//! CLI smoke tests: drive the `msim` binary and check its output contract.

mod common;

use std::fs;

use serde_json::Value;

fn is_time_label(s: &str) -> bool {
    let bytes = s.as_bytes();
    bytes.len() == 8
        && bytes[2] == b':'
        && bytes[5] == b':'
        && s.split(':').all(|p| p.len() == 2 && p.bytes().all(|b| b.is_ascii_digit()))
}

#[test]
fn help_command_prints_usage() {
    let result = common::run_cli_case("help_command_prints_usage", &["--help"]);
    assert!(
        result.status.success(),
        "expected success; log: {}",
        result.log_path.display()
    );
    assert!(
        result.stdout.contains("Usage: msim [OPTIONS] <COMMAND>"),
        "missing help banner; log: {}",
        result.log_path.display()
    );
}

#[test]
fn version_command_prints_version() {
    let result = common::run_cli_case("version_command_prints_version", &["--version"]);
    assert!(result.status.success(), "log: {}", result.log_path.display());
    assert!(
        result.stdout.contains("msim"),
        "missing version output; log: {}",
        result.log_path.display()
    );
}

#[test]
fn subcommand_help_flags_work() {
    for sub in ["run", "view", "snapshot", "fields", "config", "completions"] {
        let result = common::run_cli_case(&format!("help_{sub}"), &[sub, "--help"]);
        assert!(
            result.status.success(),
            "{sub} --help failed; log: {}",
            result.log_path.display()
        );
    }
}

#[test]
fn fields_json_lists_all_seven() {
    let result = common::run_cli_case("fields_json", &["fields", "--json"]);
    assert!(result.status.success(), "log: {}", result.log_path.display());
    let lines = result.json_lines();
    assert_eq!(lines.len(), 1);
    let names: Vec<&str> = lines[0]["fields"]
        .as_array()
        .unwrap()
        .iter()
        .map(|f| f["name"].as_str().unwrap())
        .collect();
    assert_eq!(
        names,
        [
            "cpu_usage",
            "memory_usage",
            "disk_usage",
            "network_in",
            "network_out",
            "active_connections",
            "response_time"
        ]
    );
    assert!(
        lines[0]["fields"][0]["color"]
            .as_str()
            .unwrap()
            .starts_with("rgba(")
    );
}

#[test]
fn view_xy_pairs_projects_requested_field() {
    let result = common::run_cli_case(
        "view_xy_pairs",
        &[
            "view",
            "xy-pairs",
            "--field",
            "cpu_usage",
            "--capacity",
            "5",
            "--seed",
            "42",
            "--json",
        ],
    );
    assert!(result.status.success(), "log: {}", result.log_path.display());
    let lines = result.json_lines();
    let payload = &lines[0];
    assert_eq!(payload["shape"], "xy-pairs");
    assert_eq!(payload["field"], "cpu_usage");
    let points = payload["view"].as_array().unwrap();
    assert_eq!(points.len(), 5);
    for p in points {
        assert!(is_time_label(p["x"].as_str().unwrap()), "bad label: {p}");
        let y = p["y"].as_f64().unwrap();
        assert!((0.0..=100.0).contains(&y));
    }
}

#[test]
fn every_view_shape_has_window_length() {
    for shape in [
        "label-series",
        "axis-series",
        "point-list",
        "xy-pairs",
        "xy-named-pairs",
    ] {
        let result = common::run_cli_case(
            &format!("view_{shape}"),
            &["view", shape, "--capacity", "4", "--json"],
        );
        assert!(result.status.success(), "log: {}", result.log_path.display());
        let view = &result.json_lines()[0]["view"];
        let len = match shape {
            "label-series" => view["labels"].as_array().unwrap().len(),
            "axis-series" => view["xAxis"].as_array().unwrap().len(),
            _ => view.as_array().unwrap().len(),
        };
        assert_eq!(len, 4, "shape {shape}; log: {}", result.log_path.display());
    }
}

#[test]
fn unknown_field_exits_with_user_error() {
    let result = common::run_cli_case(
        "unknown_field",
        &["view", "xy-pairs", "--field", "latency", "--json"],
    );
    assert_eq!(result.status.code(), Some(1), "log: {}", result.log_path.display());
    assert!(result.stderr.contains("MSIM-2001"), "log: {}", result.log_path.display());
}

#[test]
fn unknown_shape_exits_with_user_error() {
    let result = common::run_cli_case("unknown_shape", &["view", "pie-chart", "--json"]);
    assert_eq!(result.status.code(), Some(1), "log: {}", result.log_path.display());
    assert!(result.stderr.contains("MSIM-2002"), "log: {}", result.log_path.display());
}

#[test]
fn snapshot_is_ordered_and_bounded() {
    let result = common::run_cli_case("snapshot", &["snapshot", "--capacity", "3", "--json"]);
    assert!(result.status.success(), "log: {}", result.log_path.display());
    let payload = &result.json_lines()[0];
    assert_eq!(payload["capacity"], 3);
    let samples = payload["samples"].as_array().unwrap();
    assert_eq!(samples.len(), 3);
    let stamps: Vec<_> = samples
        .iter()
        .map(|s| chrono::DateTime::parse_from_rfc3339(s["timestamp"].as_str().unwrap()).unwrap())
        .collect();
    assert!(stamps.windows(2).all(|w| w[0] <= w[1]));
    assert!(samples[0]["activeConnections"].is_number());
}

#[test]
fn zero_capacity_override_rejected() {
    let result = common::run_cli_case("zero_capacity", &["snapshot", "--capacity", "0"]);
    assert_eq!(result.status.code(), Some(1), "log: {}", result.log_path.display());
    assert!(result.stderr.contains("MSIM-1001"));
}

#[test]
fn config_validate_defaults_when_file_missing() {
    let result = common::run_cli_case("config_validate_default", &["config", "validate", "--json"]);
    assert!(result.status.success(), "log: {}", result.log_path.display());
    let payload = &result.json_lines()[0];
    assert_eq!(payload["valid"], true);
    assert_eq!(payload["hash"].as_str().unwrap().len(), 16);
}

#[test]
fn config_validate_rejects_explicit_missing_path() {
    let dir = tempfile::tempdir().unwrap();
    let missing = dir.path().join("nope.toml");
    let result = common::run_cli_case(
        "config_validate_missing",
        &["--config", missing.to_str().unwrap(), "config", "validate", "--json"],
    );
    assert_eq!(result.status.code(), Some(1), "log: {}", result.log_path.display());
    let payload = &result.json_lines()[0];
    assert_eq!(payload["valid"], false);
    assert_eq!(payload["code"], "MSIM-1002");
}

#[test]
fn config_validate_rejects_bad_values() {
    let dir = tempfile::tempdir().unwrap();
    let path = dir.path().join("bad.toml");
    fs::write(&path, "[stress]\nretain_batches = 80\nprune_threshold = 50\n").unwrap();
    let result = common::run_cli_case(
        "config_validate_bad",
        &["--config", path.to_str().unwrap(), "config", "validate", "--json"],
    );
    assert_eq!(result.status.code(), Some(1), "log: {}", result.log_path.display());
    assert_eq!(result.json_lines()[0]["code"], "MSIM-1001");
}

#[test]
fn config_show_applies_env_overrides() {
    let result = common::run_cli_case_with_env(
        "config_show_env",
        &["config", "show", "--json"],
        &[("MSIM_SIMULATOR_CAPACITY", "12")],
    );
    assert!(result.status.success(), "log: {}", result.log_path.display());
    let config = &result.json_lines()[0]["config"];
    assert_eq!(config["simulator"]["capacity"], 12);
    assert_eq!(config["stress"]["prune_threshold"], 50);
}

#[test]
fn config_diff_reports_file_changes() {
    let dir = tempfile::tempdir().unwrap();
    let path = dir.path().join("msim.toml");
    fs::write(&path, "[simulator]\ncapacity = 30\n").unwrap();
    let result = common::run_cli_case(
        "config_diff",
        &["--config", path.to_str().unwrap(), "config", "diff", "--json"],
    );
    assert!(result.status.success(), "log: {}", result.log_path.display());
    let payload = &result.json_lines()[0];
    assert_eq!(payload["has_differences"], true);
    assert_eq!(payload["effective"]["simulator"]["capacity"], 30);
    assert_eq!(payload["defaults"]["simulator"]["capacity"], 60);
}

#[test]
fn completions_command_generates_shell_script() {
    let result = common::run_cli_case("completions_bash", &["completions", "bash"]);
    assert!(result.status.success(), "log: {}", result.log_path.display());
    assert!(result.stdout.contains("msim"));
}

#[test]
fn run_streams_status_and_logs_activity() {
    let dir = tempfile::tempdir().unwrap();
    let log = dir.path().join("activity.jsonl");
    let result = common::run_cli_case_with_env(
        "run_short",
        &[
            "run",
            "--duration",
            "2",
            "--poll-ms",
            "250",
            "--stress-after",
            "1",
            "--json",
        ],
        &[
            ("MSIM_ACTIVITY_LOG", log.to_str().unwrap()),
            ("MSIM_SIMULATOR_TICK_INTERVAL_MS", "100"),
            ("MSIM_STRESS_CPU_ITERATIONS", "10000"),
            ("MSIM_STRESS_BATCH_OBJECTS", "50"),
        ],
    );
    assert!(result.status.success(), "log: {}", result.log_path.display());

    let lines = result.json_lines();
    let (statuses, rest): (Vec<&Value>, Vec<&Value>) =
        lines.iter().partition(|l| l.get("status").is_some());
    assert!(statuses.len() >= 4, "log: {}", result.log_path.display());
    assert!(statuses.iter().all(|l| l["status"]["running"] == true));
    assert!(statuses.iter().any(|l| l["status"]["stressed"] == true));

    assert_eq!(rest.len(), 1);
    let summary = &rest[0]["summary"];
    assert_eq!(summary["interrupted"], false);
    assert!(summary["samples_generated"].as_u64().unwrap() >= 5);

    let events: Vec<String> = fs::read_to_string(&log)
        .unwrap()
        .lines()
        .map(|l| {
            let v: Value = serde_json::from_str(l).unwrap();
            v["event"].as_str().unwrap().to_string()
        })
        .collect();
    for expected in [
        "config_load",
        "simulator_start",
        "stress_enter",
        "stress_exit",
        "simulator_stop",
    ] {
        assert!(
            events.iter().any(|e| e == expected),
            "missing {expected} in {events:?}"
        );
    }
}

----

■ Instructions for the task ■
Determine how many lines of the records above hold the word "statuses" and give the number with nothing added.

■ Task result ■
4